For instance, no local or regional environmental group has anywhere near the budget needed to operate a proposed limestone water treatment plant: $12 to $17 million, with $1 million a year in operating costs from now to eternity. Cleanup would incur ongoing expenses because of how leaking mines differ from contained solid waste contaminants. “With a draining mine, it’s ongoing,” Butler said. “That water comes out year-round, so you’ve got to deal with it regardless.”

One possible solution has always been Superfund, which sounds like a monetary superhero and in many ways is. Superfund is a program under the EPA that enables the federal government to oversee hazardous waste sites. The EPA offers legal protection to the local entities with which it collaborates, and it also compels those responsible for pollution to manage or pay for the cleanups.

Yet Silverton has resisted Superfund aid for years. Superfund designation could affect property values, shift local control to outside entities, and turn tourists (and their dollars) elsewhere. Relying on the ARSG and other good Samaritans kept issues in the family, as it were, and thus kept the problem quieter.

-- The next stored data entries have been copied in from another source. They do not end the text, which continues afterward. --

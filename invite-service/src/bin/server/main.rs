use std::sync::Arc;

use auth::SignedTokenIssuer;
use auth::TokenConfig;
use invite_service::config::Config;
use invite_service::config::StoreBackend;
use invite_service::domain::account::models::EmailAddress;
use invite_service::domain::session::ports::AuthServicePort;
use invite_service::domain::session::service::AuthService;
use invite_service::inbound::http::rate_limit::RateLimitConfig;
use invite_service::inbound::http::rate_limit::RateLimiter;
use invite_service::inbound::http::router::create_router;
use invite_service::outbound::repositories::PostgresAccountDirectory;
use invite_service::outbound::stores::InMemoryInvitationTokenStore;
use invite_service::outbound::stores::RedisInvitationTokenStore;
use sqlx::postgres::PgPoolOptions;
use tracing_subscriber::layer::SubscriberExt;
use tracing_subscriber::util::SubscriberInitExt;

#[tokio::main]
async fn main() -> Result<(), anyhow::Error> {
    tracing_subscriber::registry()
        .with(
            tracing_subscriber::EnvFilter::try_from_default_env()
                .unwrap_or_else(|_| "invite_service=debug,tower_http=debug".into()),
        )
        .with(tracing_subscriber::fmt::layer())
        .init();

    tracing::info!(
        service = "invite-service",
        version = env!("CARGO_PKG_VERSION"),
        "Service starting"
    );

    let config = Config::load()?;

    tracing::info!(
        http_port = config.server.http_port,
        invitation_store = ?config.invitation.store,
        invitation_ttl_hours = config.invitation.ttl_hours,
        deadline_ms = config.auth.deadline_ms,
        "Configuration loaded"
    );

    let pg_pool = PgPoolOptions::new()
        .max_connections(5)
        .connect(&config.database.url)
        .await?;
    tracing::info!(
        max_connections = 5,
        database = "postgresql",
        "Database connection pool created"
    );

    sqlx::migrate!("./migrations").run(&pg_pool).await?;
    tracing::info!(database = "postgresql", "Database migrations completed");

    let issuer = Arc::new(SignedTokenIssuer::new(TokenConfig::new(
        config.jwt.secret.clone(),
        config.jwt.access_token_expiry_secs,
        config.jwt.refresh_token_expiry_secs,
    )));
    let directory = Arc::new(PostgresAccountDirectory::new(pg_pool));
    let deadline = config.auth.deadline();
    let admin_emails = config
        .auth
        .admin_emails
        .iter()
        .map(|email| EmailAddress::new(email.clone()))
        .collect::<Result<Vec<_>, _>>()?;

    let auth_service: Arc<dyn AuthServicePort> = match config.invitation.store {
        StoreBackend::Redis => {
            let store = RedisInvitationTokenStore::connect(
                &config.redis.url,
                config.redis.key_prefix.clone(),
                config.invitation.ttl(),
            )
            .await?;
            tracing::info!(
                key_prefix = %config.redis.key_prefix,
                "Redis invitation store connected"
            );
            Arc::new(
                AuthService::new(directory, Arc::new(store), issuer, deadline)
                    .with_admin_emails(admin_emails),
            )
        }
        StoreBackend::Memory => {
            tracing::warn!("Using in-memory invitation store; tokens are lost on restart");
            let store = InMemoryInvitationTokenStore::new(config.invitation.ttl());
            Arc::new(
                AuthService::new(directory, Arc::new(store), issuer, deadline)
                    .with_admin_emails(admin_emails),
            )
        }
    };

    let rate_limiter = RateLimiter::new(RateLimitConfig {
        max_requests: config.rate_limit.max_requests,
        window: std::time::Duration::from_secs(config.rate_limit.window_secs),
    });

    let http_address = format!("0.0.0.0:{}", config.server.http_port);
    let http_listener = tokio::net::TcpListener::bind(&http_address).await?;
    tracing::info!(
        address = %http_address,
        port = config.server.http_port,
        protocol = "http",
        "Http server listening"
    );

    axum::serve(http_listener, create_router(auth_service, rate_limiter)).await?;

    Ok(())
}
use async_trait::async_trait;

use crate::domain::errors::AuthError;
use crate::domain::invitation::models::InvitationToken;
use crate::domain::invitation::models::InvitationTokenFilter;
use crate::domain::invitation::models::InvitationTokenStatus;
use crate::domain::invitation::models::Paging;

/// Invitation token persistence on an expiring key-value backend.
///
/// `validate` and `consume` are deliberately separate operations: only
/// `consume` may change state, and it must do so in one atomic backend step.
#[async_trait]
pub trait InvitationTokenStore: Send + Sync + 'static {
    /// Create a pending token that expires after the store's TTL.
    ///
    /// # Returns
    /// Created record
    ///
    /// # Errors
    /// * `StoreError` - Backend failed, or no free token string was found
    async fn generate(&self) -> Result<InvitationToken, AuthError>;

    /// Check a token without changing it.
    ///
    /// # Errors
    /// * `TokenNotFound` - Absent or already evicted
    /// * `TokenExpired` - Expiry passed but the key is not evicted yet
    /// * `TokenAlreadyUsed` - Status is `Used`
    /// * `StoreError` - Backend failed
    async fn validate(&self, token: &str) -> Result<(), AuthError>;

    /// Check a token and mark it `Used` in one atomic step.
    ///
    /// Of several concurrent callers on the same token, at most one succeeds;
    /// the rest observe `TokenAlreadyUsed`.
    ///
    /// # Errors
    /// * Same as [`InvitationTokenStore::validate`]
    async fn consume(&self, token: &str) -> Result<(), AuthError>;

    /// List tokens matching the filter, one page at a time.
    ///
    /// # Returns
    /// Tokens in backend iteration order (not sorted)
    ///
    /// # Errors
    /// * `StoreError` - Backend failed
    async fn list(
        &self,
        filter: &InvitationTokenFilter,
        paging: &Paging,
    ) -> Result<Vec<InvitationToken>, AuthError>;

    /// Overwrite a token's status, keeping expiry and TTL.
    ///
    /// # Errors
    /// * `TokenNotFound` - Absent or already evicted
    /// * `StoreError` - Backend failed
    async fn update(&self, token: &str, status: InvitationTokenStatus) -> Result<(), AuthError>;
}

Even so, Silverton has become more publicly curious about pursuing serious cleanup of the orphan mine leakage. In April 2014, officials from the EPA met with San Juan County commissioners and Silverton residents to answer questions about Superfund designation. The EPA officials assured the assemblage that the agency would not pursue Superfund without Silverton’s approval, and that the cleanup process would continue to be a collaborative effort with the community.

While Superfund status has not been enacted, the EPA has kept active in assessing the mines. After opening the Red and Bonita to investigate its insides, the EPA decided to install bulkheads to stem the flow. The Red and Bonita consistently emits 300 gallons per minute alone, though this year’s weather upped the output to 500 gallons. Completion of these bulkheads was scheduled for the end of September. In order to monitor possible changes in discharge from other mines, the EPA planned “to remove the blockage and reconstruct the portal at the Gold King Mine.”

This process triggered the plume making its way through Durango and into New Mexico. The spill is obviously a mess. But without consistent and reliable treatment of the continuous leakage, the same toxic metals were already entering the Animas River beforehand. Only now, we can actually see them.